Data supplied Block Start

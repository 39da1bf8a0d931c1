//! Custom macros for reducing code repetition in backdrop

/// Validate that a string value is one of the allowed variants
///
/// # Example
/// ```ignore
/// validate_enum!(strategy, "next-sibling", "matched")?;
/// ```
#[macro_export]
macro_rules! validate_enum {
    ($value:expr, $($variant:expr),+) => {
        match $value {
            $($variant)|+ => Ok::<(), anyhow::Error>(()),
            _ => anyhow::bail!("Invalid value: {} (expected one of: {})", $value, [$($variant),+].join(", ")),
        }
    };
}

/// Reject an empty window identity in config
///
/// # Example
/// ```ignore
/// require_identity!(self.shell.root_class, "shell.root_class");
/// ```
#[macro_export]
macro_rules! require_identity {
    ($value:expr, $key:expr) => {
        if $value.trim().is_empty() {
            anyhow::bail!("{} must not be empty", $key);
        }
    };
}
//! Win32 backend for [`ShellWindows`].

use common::{SpawnDirective, WindowHandle};
use std::ffi::CString;
use std::ops::ControlFlow;
use std::ptr::{null, null_mut};
use windows_sys::Win32::Foundation::{BOOL, FALSE, GetLastError, HWND, LPARAM, SetLastError, TRUE};
use windows_sys::Win32::UI::WindowsAndMessaging::{
    EnumWindows, FindWindowA, FindWindowExA, SMTO_NORMAL, SendMessageTimeoutA, SetParent,
};

use crate::platform::ShellWindows;

type Visitor<'a> = &'a mut dyn FnMut(WindowHandle) -> ControlFlow<()>;

/// The live desktop shell, reached through `user32`.
#[derive(Debug, Default, Clone, Copy)]
pub struct Win32Shell;

impl Win32Shell {
    pub fn new() -> Self {
        Self
    }
}

fn to_hwnd(handle: WindowHandle) -> HWND {
    handle.as_raw() as HWND
}

fn from_hwnd(hwnd: HWND) -> Option<WindowHandle> {
    WindowHandle::from_raw(hwnd as usize)
}

/// Class and title names come from config, so interior NULs are possible.
fn c_name(name: &str) -> Option<CString> {
    match CString::new(name) {
        Ok(c) => Some(c),
        Err(_) => {
            log::warn!("Window identity {:?} contains a NUL byte", name);
            None
        }
    }
}

fn find_window_ex(
    parent: HWND,
    after: HWND,
    class: &str,
    title: Option<&str>,
) -> Option<WindowHandle> {
    let class = c_name(class)?;
    let title = match title {
        Some(t) => Some(c_name(t)?),
        None => None,
    };
    let title_ptr = title.as_ref().map_or(null(), |t| t.as_ptr() as *const u8);

    let hwnd = unsafe { FindWindowExA(parent, after, class.as_ptr() as *const u8, title_ptr) };
    from_hwnd(hwnd)
}

unsafe extern "system" fn visit_window(hwnd: HWND, lparam: LPARAM) -> BOOL {
    // lparam is the visitor pointer handed to EnumWindows below and outlives the call.
    let visit = unsafe { &mut *(lparam as *mut Visitor<'_>) };

    match from_hwnd(hwnd) {
        Some(window) => match visit(window) {
            ControlFlow::Continue(()) => TRUE,
            ControlFlow::Break(()) => FALSE,
        },
        None => TRUE,
    }
}

impl ShellWindows for Win32Shell {
    fn find_top_level(&self, class: &str, title: Option<&str>) -> Option<WindowHandle> {
        let class = c_name(class)?;
        let title = match title {
            Some(t) => Some(c_name(t)?),
            None => None,
        };
        let title_ptr = title.as_ref().map_or(null(), |t| t.as_ptr() as *const u8);

        let hwnd = unsafe { FindWindowA(class.as_ptr() as *const u8, title_ptr) };
        from_hwnd(hwnd)
    }

    fn find_child(
        &self,
        parent: WindowHandle,
        class: &str,
        title: Option<&str>,
    ) -> Option<WindowHandle> {
        find_window_ex(to_hwnd(parent), null_mut(), class, title)
    }

    fn find_next_top_level(&self, after: WindowHandle, class: &str) -> Option<WindowHandle> {
        find_window_ex(null_mut(), to_hwnd(after), class, None)
    }

    fn send_directive(&self, window: WindowHandle, directive: &SpawnDirective) -> bool {
        let mut reply: usize = 0;
        let sent = unsafe {
            SendMessageTimeoutA(
                to_hwnd(window),
                directive.message,
                directive.wparam,
                directive.lparam,
                SMTO_NORMAL,
                directive.timeout_ms,
                &mut reply,
            )
        };

        if sent == 0 {
            let code = unsafe { GetLastError() };
            log::debug!("SendMessageTimeout to {} failed (error {})", window, code);
            return false;
        }
        true
    }

    fn enumerate_top_level(&self, visit: &mut dyn FnMut(WindowHandle) -> ControlFlow<()>) {
        let mut visit: Visitor<'_> = visit;
        let data = &mut visit as *mut Visitor<'_> as LPARAM;

        // Returns FALSE when the visitor breaks early, which is not an error here.
        unsafe {
            EnumWindows(Some(visit_window), data);
        }
    }

    fn reparent(&self, child: WindowHandle, new_parent: WindowHandle) -> Result<(), u32> {
        unsafe {
            SetLastError(0);
            let previous = SetParent(to_hwnd(child), to_hwnd(new_parent));
            if previous.is_null() {
                // A null previous parent is also returned for success on some
                // window kinds, so only a recorded error counts as failure.
                let code = GetLastError();
                if code != 0 {
                    return Err(code);
                }
            }
        }
        Ok(())
    }
}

Data supplied Block End

Exercise goal: Within the entries above, find each line where "SetLastError" appears; copy every one.

Result of this task:
use windows_sys::Win32::Foundation::{BOOL, FALSE, GetLastError, HWND, LPARAM, SetLastError, TRUE};
            SetLastError(0);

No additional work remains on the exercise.